ちなみに、一万人規模の企業というのは、日本だと商船三井や日立造船などの規模になります。また、ビューゾルフはメンバー満足度も高く、全オランダ企業の中で業種を超えて最も働きやすい職場として最優秀雇用者賞を受賞しています。

 

日本にはこのビューゾルフをモデルにした「ビューゾルフ柏」という介護ケア施設があり、それらの活動内容は日本の医療機関でもティール組織の事例としても注目をされています。

【参考:ビューゾルフ オランダ

【参考:ビューゾルフ柏 ネイバーフッドケア

【参考:ビューゾルフ柏 フェイスブック

【参照:吉江悟 ビューゾルフ柏業績報告

 

 

【アメリカ パタゴニア】

  • 国:アメリカ合衆国
  • 運営内容:

山岳・スポーツ用品をはじめとした世界的衣料メーカー

  • 課題:

企業理念に沿った事業をするために日々、変革と革新をする。

*ティールを目指した結果に大企業になったわけではなく、ラルー氏の著書でティール組織であると紹介された。

  • 取り組み:

開業当初は理念はなく、ただ衣料品を作る世界の下請けメーカーとして運営をしていました。途中から、時代に合わせて企業理念を変えていく企業風土にシフトします。パタゴニアは今までに3回、企業理念を変えています。

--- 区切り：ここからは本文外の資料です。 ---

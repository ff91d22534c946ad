use std::path::Path;
use std::sync::LazyLock;

use regex::Regex;
use tracing::{info, warn};

use crate::config::{OutputConfig, SegmenterConfig};
use crate::constants::columns;
use crate::constants::segment::{COMMENT_BLOCK_PATTERN, ESCAPED_NEWLINE, LLM_HEADER_PREFIX};
use crate::data::{CommentSlot, CommentType, Record, RecordId};
use crate::errors::PipelineError;
use crate::table::Table;
use crate::transport::{read_table, write_table};
use crate::utils::strip_quotes;

static COMMENT_BLOCK: LazyLock<Regex> =
    LazyLock::new(|| Regex::new(COMMENT_BLOCK_PATTERN).expect("comment block pattern compiles"));

/// Totals from one segmenter run.
#[derive(Clone, Debug, Default, PartialEq, Eq)]
pub struct SegmentReport {
    /// Records written to the wide table.
    pub records: usize,
    /// Comment slots filled across all records.
    pub slots: usize,
    /// Slots typed `llm`.
    pub llm_slots: usize,
    /// Input rows dropped for an unparseable id.
    pub skipped_rows: usize,
    /// Records whose blob held no recognisable comment block.
    pub empty_records: usize,
    /// Blocks beyond the slot limit that were discarded.
    pub truncated_blocks: usize,
}

/// Split one raw blob into at most `max_comments` slots, in order of appearance.
pub fn segment_comments(raw: &str, max_comments: usize) -> Vec<CommentSlot> {
    COMMENT_BLOCK
        .find_iter(raw)
        .take(max_comments)
        .map(|block| split_block(block.as_str()))
        .collect()
}

fn split_block(block: &str) -> CommentSlot {
    let cleaned = strip_quotes(block);
    let (header, body) = match cleaned.split_once(ESCAPED_NEWLINE) {
        Some(parts) => parts,
        None => cleaned.split_once('\n').unwrap_or((cleaned, "")),
    };
    let kind = if header.trim().starts_with(LLM_HEADER_PREFIX) {
        CommentType::Llm
    } else {
        CommentType::Human
    };
    CommentSlot {
        kind,
        text: strip_quotes(body).to_string(),
    }
}

/// Wide output header: `id`, then `comment{i}_type` / `comment{i}_text` pairs.
pub fn segmented_headers(max_comments: usize) -> Vec<String> {
    let mut headers = vec![columns::ID.to_string()];
    for slot in 1..=max_comments {
        headers.push(columns::slot_type(slot));
        headers.push(columns::slot_text(slot));
    }
    headers
}

/// Read the typed records out of an input table.
///
/// Rows whose id is not a non-negative integer are logged and skipped.
pub fn records_from_table(
    table: &Table,
    config: &SegmenterConfig,
) -> Result<Vec<Record>, PipelineError> {
    let context = "segmenter input";
    let id_col = table.require_column(&config.id_column, context)?;
    let comments_col = table.require_column(&config.comments_column, context)?;
    let records = (0..table.len())
        .filter_map(|row| {
            let raw_id = table.cell(row, id_col).trim();
            match raw_id.parse::<RecordId>() {
                Ok(id) => Some(Record {
                    id,
                    comments: table.cell(row, comments_col).to_string(),
                }),
                Err(_) => {
                    warn!(
                        "[uicrit:segment] skipping row {row}: invalid {} {raw_id:?}",
                        config.id_column
                    );
                    None
                }
            }
        })
        .collect();
    Ok(records)
}

/// Segment every record into the wide slot table.
pub fn segment_table(
    table: &Table,
    config: &SegmenterConfig,
) -> Result<(Table, SegmentReport), PipelineError> {
    let records = records_from_table(table, config)?;
    let mut output = Table::new(segmented_headers(config.max_comments));
    let mut report = SegmentReport {
        skipped_rows: table.len() - records.len(),
        ..SegmentReport::default()
    };
    for record in &records {
        let found = COMMENT_BLOCK.find_iter(&record.comments).count();
        let slots = segment_comments(&record.comments, config.max_comments);
        report.records += 1;
        report.slots += slots.len();
        report.llm_slots += slots
            .iter()
            .filter(|slot| slot.kind == CommentType::Llm)
            .count();
        report.truncated_blocks += found.saturating_sub(slots.len());
        if slots.is_empty() {
            report.empty_records += 1;
        }
        let mut row = vec![record.id.to_string()];
        for slot in slots {
            row.push(slot.kind.to_string());
            row.push(slot.text);
        }
        output.push_row(row);
    }
    Ok((output, report))
}

/// Read `input`, segment it and write the wide table to `output`.
pub fn run_segmenter(
    input: &Path,
    output: &Path,
    config: &SegmenterConfig,
    output_config: &OutputConfig,
) -> Result<SegmentReport, PipelineError> {
    let table = read_table(input)?;
    let (segmented, report) = segment_table(&table, config)?;
    if report.skipped_rows > 0 {
        warn!(
            "[uicrit:segment] skipped {} rows with an invalid {}",
            report.skipped_rows, config.id_column
        );
    }
    if report.empty_records > 0 {
        warn!(
            "[uicrit:segment] {} of {} records held no comment block",
            report.empty_records, report.records
        );
    }
    write_table(output, &segmented, output_config.write_bom)?;
    info!(
        "[uicrit:segment] {} records -> {} slots ({} llm, {} dropped past limit) -> {}",
        report.records,
        report.slots,
        report.llm_slots,
        report.truncated_blocks,
        output.display()
    );
    Ok(report)
}

#[cfg(test)]
mod tests {
    use super::*;

    fn block(header: &str, body: &str) -> String {
        format!("'{header}\\n{body}\\nBounding Box: [0.1, 0.2, 0.3, 0.4]'")
    }

    #[test]
    fn blocks_are_typed_by_header_prefix() {
        let raw = format!(
            "[{}, {}]",
            block("Comment 1", "In the current design, the text is small."),
            block("LLM Comment 2", "Add a label.")
        );
        let slots = segment_comments(&raw, 7);
        assert_eq!(slots.len(), 2);
        assert_eq!(slots[0].kind, CommentType::Human);
        assert!(slots[0].text.starts_with("In the current design"));
        assert!(slots[0].text.ends_with("Bounding Box: [0.1, 0.2, 0.3, 0.4]"));
        assert_eq!(slots[1].kind, CommentType::Llm);
    }

    #[test]
    fn at_most_max_comments_are_kept() {
        let raw: Vec<String> = (1..=9)
            .map(|i| block(&format!("Comment {i}"), "text"))
            .collect();
        let slots = segment_comments(&raw.join(", "), 7);
        assert_eq!(slots.len(), 7);
    }

    #[test]
    fn real_newline_is_the_fallback_separator() {
        let slots = segment_comments("Comment 1\nBody here Bounding Box: [1]", 7);
        assert_eq!(slots[0].text, "Body here Bounding Box: [1]");
    }

    #[test]
    fn header_without_separator_gives_empty_body() {
        let slots = segment_comments("LLM Comment 1 Bounding Box: [1]", 7);
        assert_eq!(slots.len(), 1);
        assert_eq!(slots[0].kind, CommentType::Llm);
        assert_eq!(slots[0].text, "");
    }

    #[test]
    fn lowercase_llm_is_human() {
        let slots = segment_comments("llm Comment 1\\nx Bounding Box: [1]", 7);
        assert_eq!(slots.len(), 1);
        assert_eq!(slots[0].kind, CommentType::Human);
        assert_eq!(slots[0].text, "x Bounding Box: [1]");
    }

    #[test]
    fn table_has_fixed_width_and_empty_missing_slots() {
        let mut input = Table::new(["id", "comments"]);
        input.push_row(vec!["3".into(), block("LLM Comment 1", "Body")]);
        input.push_row(vec!["4".into(), "no comments here".into()]);
        let (table, report) = segment_table(&input, &SegmenterConfig::default()).unwrap();
        assert_eq!(table.headers().len(), 15);
        assert_eq!(table.headers()[1], "comment1_type");
        assert_eq!(table.cell(0, 1), "llm");
        assert!(table.cell(0, 2).starts_with("Body"));
        assert_eq!(table.cell(0, 3), "");
        assert!(table.rows()[1][1..].iter().all(String::is_empty));
        assert_eq!(report.empty_records, 1);
        assert_eq!(report.llm_slots, 1);
    }

    #[test]
    fn missing_comments_column_is_a_schema_error() {
        let input = Table::new(["id"]);
        let err = segment_table(&input, &SegmenterConfig::default()).unwrap_err();
        assert!(matches!(err, PipelineError::SchemaMismatch { ref column, .. } if column == "comments"));
    }

    #[test]
    fn non_numeric_id_row_is_skipped() {
        let mut input = Table::new(["id", "comments"]);
        input.push_row(vec!["abc".into(), format!("[{}]", block("Comment 1", "Ignored."))]);
        input.push_row(vec!["-3".into(), String::new()]);
        input.push_row(vec![
            " 7 ".into(),
            format!("[{}]", block("Comment 1", "Add a label.")),
        ]);
        let (table, report) = segment_table(&input, &SegmenterConfig::default()).unwrap();
        assert_eq!(table.len(), 1);
        assert_eq!(table.cell(0, 0), "7");
        assert_eq!(table.cell(0, 1), "human");
        assert_eq!((report.records, report.skipped_rows), (1, 2));
    }
}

1994年 「環境危機に警鐘を鳴らし、解決に向けて実行する」

2002年 「最高の製品を作り、環境に与える不必要な悪影響を最小限に抑える。そして、環境危機     に警鐘を鳴らし、解決に向けて実行する」

2018年 「故郷である地球を救うためにビジネスを営む」

 

パタゴニアは企業理念が変わるたび、新しい企業理念に沿った商品開発と事業戦略に刷新し、自ら組織を生き物のように新陳代謝して来ています。

 

また、経営の透明性としてオープンブックポリシーが徹底しており、ほんとんど全ての数字が公開されています。また、資本主義の総本山であるアメリカ企業の中で、談合入札などを徹底拒否する会社としても国内外で評価をされています。

 

  • 成果:
    • コストがかかっても、地球のためになる綿花を育てて生地を作り、その賛同者による衣料品の購買で売り上げが落ちないなど、企業理念を支える根強いファン作りに成功
    • 店舗で修繕と再利用をするリサイクルを推奨。新商品は持っているなら買わなくてもいい!という「Don’t buy this jacket」という自社製品の不買運動は有名。ファンと新規の賛同者たちに支持をされ、リサイクルユーズという新しい概念が消費大国アメリカに根付くきっかけとなり、「もったいない」「サスティナブル」の概念を衣料業界でいち早く行動に移している。
    • 社内に保育園と幼稚園があり、家庭と仕事が分断されることなく長く働ける環境構築がある

【参考:パタゴニア 日本

 

ティール組織を理解するためのオススメ書籍

【ティール組織 提唱者】

 1.フレデリック・ラルー 「ティール組織――マネジメントの常識を覆す次世代型組織の出現

最も最初に出版されたティール組織論。概念的であったり、心理学や神話、宗教など西洋の世界観全体と基礎知識がないと日本人には理解できない部分も多い。中盤からのティール組織論そのものから見る方がわかりやすい。

 

 2.フレデリック・ラルー「[イラスト解説]ティール組織――新しい働き方のスタイル

イラストによりわかりやすく解説が入ったもの。内容は1と同じだが、語り口調が多いのでよりわかりやすい部分が増えた。

 

 3.吉原史郎 「実務でつかむ! ティール組織 “成果も人も大切にする”次世代型組織へのアプローチ

日本で出されているティール理論の説明では、最もわかりやすく実践的。どうやったらティールが組織に根付くか、という視点からティール理論を解説している。

 

 4.武井浩三 「自然経営 ダイヤモンドメディアが開拓した次世代ティール組織

日本の企業にティール的な要素を入れた「自然(じねん)経営」という独自の概念を、セミナーでの対話形式で展開。ダイアモンドメディア内の一部で実際に採択された経緯などもあり、ティール組織論の採用を検討している担当者にとっては一読すべき価値がある。

 


まとめ

いかがでしたでしょうか。ティール組織はまだ世界的にも新しい組織論として、非常に注目されていることがお分かりいただけたかと思います。

1.ティール組織とは?

2.ティール組織が成功するための3大要素

3.ティール組織のデメリット

4.組織がティールになるまでの5段階意識フェーズ

5.ティール組織に関した3大勘違い

6.ティール組織を取り入れている企業事例

の全項を通じて、ティールがなぜ世界で注目されるのか、取り入れてみる価値があるかどうかの手応えは感じていただけたと思います。自社の環境や人材の特徴などを鑑み、採択の検討の一助になれば幸いです。